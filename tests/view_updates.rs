//! End-to-end scenarios: construction, view updates and debounced rebinning.
//!
//! Run: cargo test --test view_updates

#![allow(clippy::unwrap_used, clippy::float_cmp)]

use std::cell::RefCell;
use std::rc::Rc;
use std::time::{Duration, Instant};

use approx::assert_relative_eq;
use rangehist::prelude::*;

const SCENARIO: [f64; 10] = [1.0, 2.0, 2.0, 3.0, 3.0, 3.0, 4.0, 4.0, 4.0, 4.0];

fn counts(engine: &HistogramEngine) -> Vec<f64> {
    engine.bin_table().rows().iter().map(|r| r.count).collect()
}

#[derive(Clone, Default)]
struct Ticks(Rc<RefCell<Vec<Instant>>>);

impl TickScheduler for Ticks {
    fn request_tick(&mut self, at: Instant) {
        self.0.borrow_mut().push(at);
    }
}

// ============================================================================
// Construction
// ============================================================================

#[test]
fn four_bins_over_explicit_range() {
    let options = HistogramOptions::new().range(1.0, 5.0).bins(4usize);
    let engine = HistogramEngine::new(SCENARIO.to_vec(), &options).unwrap();

    assert_eq!(counts(&engine), vec![1.0, 2.0, 3.0, 4.0]);
    assert_eq!(engine.bin_edges(), &[1.0, 2.0, 3.0, 4.0, 5.0]);
    assert_eq!(engine.outlier_table().total(), 0.0);
}

#[test]
fn high_outlier_spans_to_maximum() {
    let options = HistogramOptions::new().range(1.0, 5.0).bins(4usize);
    let engine = HistogramEngine::new(vec![1.0, 2.0, 3.0, 4.0, 5.0, 100.0], &options).unwrap();

    assert_eq!(engine.bin_table().total(), 5.0);
    let high = engine.outlier_table().high;
    assert_eq!(high.count, 1.0);
    assert_eq!((high.left, high.right), (5.0, 100.0));
    assert_eq!(high.width, 95.0);
    assert_eq!(high.mid, 52.5);
    assert_eq!(engine.outlier_table().low.count, 0.0);
}

#[test]
fn limit_band_pads_derived_range() {
    let data: Vec<f64> = (0..=30).map(f64::from).collect();
    let engine =
        HistogramEngine::new(data, &HistogramOptions::new().limit(10.0, 20.0)).unwrap();

    assert_eq!(engine.visible_range(), (7.5, 22.5));
    assert_eq!(engine.limit(), (10.0, 20.0));
    assert!(engine.show_limits());
}

#[test]
fn table_column_selection_drops_missing_values() {
    let table = Table::new()
        .column("a", &[1.0, f64::NAN, 3.0])
        .column_opt("b", vec![Some(2.0), None, Some(8.0), Some(4.0)]);
    let mut engine =
        HistogramEngine::new(table, &HistogramOptions::new().column("b").bins(3usize)).unwrap();
    assert_eq!(engine.column(), "b");
    assert_eq!(engine.dataset().values(), &[2.0, 8.0, 4.0]);

    engine.set_column("a").unwrap();
    assert_eq!(engine.dataset().len(), 2);
    assert!(matches!(engine.set_column("missing"), Err(Error::InvalidData(_))));
    assert_eq!(engine.column(), "a");
}

#[test]
fn all_missing_is_invalid_data() {
    let result = HistogramEngine::new(vec![f64::NAN, f64::NAN], &HistogramOptions::new());
    assert!(matches!(result, Err(Error::InvalidData(_))));
}

#[test]
fn options_from_yaml() {
    let options = HistogramOptions::parse(
        "range: [1.0, 5.0]\nbins: 4\nstyle:\n  bars:\n    fill: \"#ff0000\"\n",
    )
    .unwrap();
    assert_eq!(options.style.bars.fill, Rgba::RED);

    let engine = HistogramEngine::new(SCENARIO.to_vec(), &options).unwrap();
    assert_eq!(counts(&engine), vec![1.0, 2.0, 3.0, 4.0]);
}

// ============================================================================
// View updates
// ============================================================================

#[test]
fn reset_restores_constructed_range_exactly() {
    let options = HistogramOptions::new().range(1.0, 5.0).bins(4usize);
    let mut engine = HistogramEngine::new(SCENARIO.to_vec(), &options).unwrap();

    engine.update_view(ViewRegion::Limit, 0.5, 0).unwrap();
    engine.update_view(ViewRegion::XRange, 0.0, -1).unwrap();
    engine.set_bin_spec(BinEstimator::Sturges).unwrap();
    engine.set_bin_spec(4usize).unwrap();
    engine.update_view(ViewRegion::Reset, 0.0, 0).unwrap();

    assert_eq!(engine.visible_range(), (1.0, 5.0));
    assert_eq!(counts(&engine), vec![1.0, 2.0, 3.0, 4.0]);
}

#[test]
fn region_names_from_host() {
    let options = HistogramOptions::new().range(1.0, 5.0).bins(4usize);
    let mut engine = HistogramEngine::new(SCENARIO.to_vec(), &options).unwrap();

    engine.update_view("data".into(), 0.0, 0).unwrap();
    assert_eq!(engine.visible_range(), (1.0, 4.0));
    // unknown names fall back to the viewport
    engine.update_view("sideways".into(), 0.0, 0).unwrap();
    let (low, high) = engine.visible_range();
    assert_relative_eq!(low, 1.0, epsilon = 1e-12);
    assert_relative_eq!(high, 4.0, epsilon = 1e-12);
}

#[test]
fn single_bin_view_is_stable_under_repeated_updates() {
    let options = HistogramOptions::new().range(0.0, 4.0).bins(1usize);
    let mut engine = HistogramEngine::new(vec![0.0, 1.0, 2.0, 3.0, 4.0], &options).unwrap();
    let vp = engine.viewport();
    assert_eq!((vp.start, vp.end), (-4.0, 8.0));
    assert_eq!(vp.bounds, (-1.0, 5.0));

    for _ in 0..5 {
        engine.update_view(ViewRegion::XRange, 0.0, 0).unwrap();
    }
    assert_eq!(engine.viewport().start, -4.0);
    let (low, high) = engine.visible_range();
    assert_relative_eq!(low, 0.0, epsilon = 1e-12);
    assert_relative_eq!(high, 4.0, epsilon = 1e-12);
}

#[test]
fn add_bins_widens_by_bin_widths() {
    let options = HistogramOptions::new().range(1.0, 5.0).bins(4usize);
    let mut engine = HistogramEngine::new(SCENARIO.to_vec(), &options).unwrap();

    engine.update_view(ViewRegion::Reset, 0.0, 2).unwrap();
    assert_eq!(engine.visible_range(), (-1.0, 7.0));
    // the axis follows
    assert_eq!(engine.viewport().start, -3.0);
}

#[test]
fn reversed_view_is_rejected_without_side_effects() {
    let options = HistogramOptions::new().range(1.0, 5.0).bins(4usize);
    let mut engine = HistogramEngine::new(SCENARIO.to_vec(), &options).unwrap();
    let before = engine.bin_table().clone();

    let result = engine.update_view(ViewRegion::Reset, -0.75, 0);
    assert!(matches!(result, Err(Error::InvalidBinSpec(_))));
    assert_eq!(engine.visible_range(), (1.0, 5.0));
    assert!(engine.bin_table().bit_eq(&before));
}

// ============================================================================
// Debounced viewport notifications
// ============================================================================

#[test]
fn burst_of_viewport_changes_rebins_once() {
    let options = HistogramOptions::new().range(1.0, 5.0).bins(4usize);
    let mut engine = HistogramEngine::new(SCENARIO.to_vec(), &options).unwrap();
    let ticks = Ticks::default();
    engine.attach_session(Box::new(ticks.clone()));

    let t0 = Instant::now();
    let ms = Duration::from_millis;
    engine.on_viewport_change(ViewportEdge::Start, 0.5, 0.0, t0);
    engine.on_viewport_change(ViewportEdge::Start, 1.0, 0.5, t0 + ms(40));
    engine.on_viewport_change(ViewportEdge::End, 5.0, 6.0, t0 + ms(80));

    assert_eq!(ticks.0.borrow().len(), 3);
    assert_eq!(engine.pending_update(), Some(t0 + ms(180)));
    // nothing moves until the window closes
    assert!(!engine.tick(t0 + ms(150)).unwrap());
    assert_eq!(engine.visible_range(), (1.0, 5.0));

    assert!(engine.tick(t0 + ms(180)).unwrap());
    assert!(!engine.tick(t0 + ms(400)).unwrap());

    // viewport (1, 5) with a one-bin margin of 4/6 on each side
    let (low, high) = engine.visible_range();
    assert_relative_eq!(low, 1.0 + 4.0 / 6.0, epsilon = 1e-12);
    assert_relative_eq!(high, 5.0 - 4.0 / 6.0, epsilon = 1e-12);
}

#[test]
fn notifications_without_session_or_auto_update_are_inert() {
    let options = HistogramOptions::new().range(1.0, 5.0).bins(4usize).auto_update(false);
    let mut engine = HistogramEngine::new(SCENARIO.to_vec(), &options).unwrap();
    let ticks = Ticks::default();
    engine.attach_session(Box::new(ticks.clone()));

    let t0 = Instant::now();
    engine.on_viewport_change(ViewportEdge::End, 4.0, 6.0, t0);
    assert!(ticks.0.borrow().is_empty());
    assert_eq!(engine.viewport().end, 4.0);
    assert!(!engine.tick(t0 + Duration::from_secs(1)).unwrap());

    engine.set_auto_update(true);
    engine.detach_session();
    engine.on_viewport_change(ViewportEdge::End, 5.0, 4.0, t0);
    assert_eq!(engine.pending_update(), None);
}

#[test]
fn chart_renders_after_rebin() {
    let options =
        HistogramOptions::new().range(1.0, 5.0).bins(4usize).dimensions(240, 160);
    let mut chart = HistogramChart::new(SCENARIO.to_vec(), &options).unwrap();
    chart.engine_mut().update_view(ViewRegion::Data, 0.0, 1).unwrap();

    let fb = chart.to_framebuffer().unwrap();
    assert_eq!((fb.width(), fb.height()), (240, 160));
    let svg = chart.to_svg().unwrap().render();
    assert!(svg.matches("<rect").count() >= 5);
}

* Work item *
An answer is complete only when it holds every line above containing the string "Some".

* Solution below *
        .column_opt("b", vec![Some(2.0), None, Some(8.0), Some(4.0)]);
    assert_eq!(engine.pending_update(), Some(t0 + ms(180)));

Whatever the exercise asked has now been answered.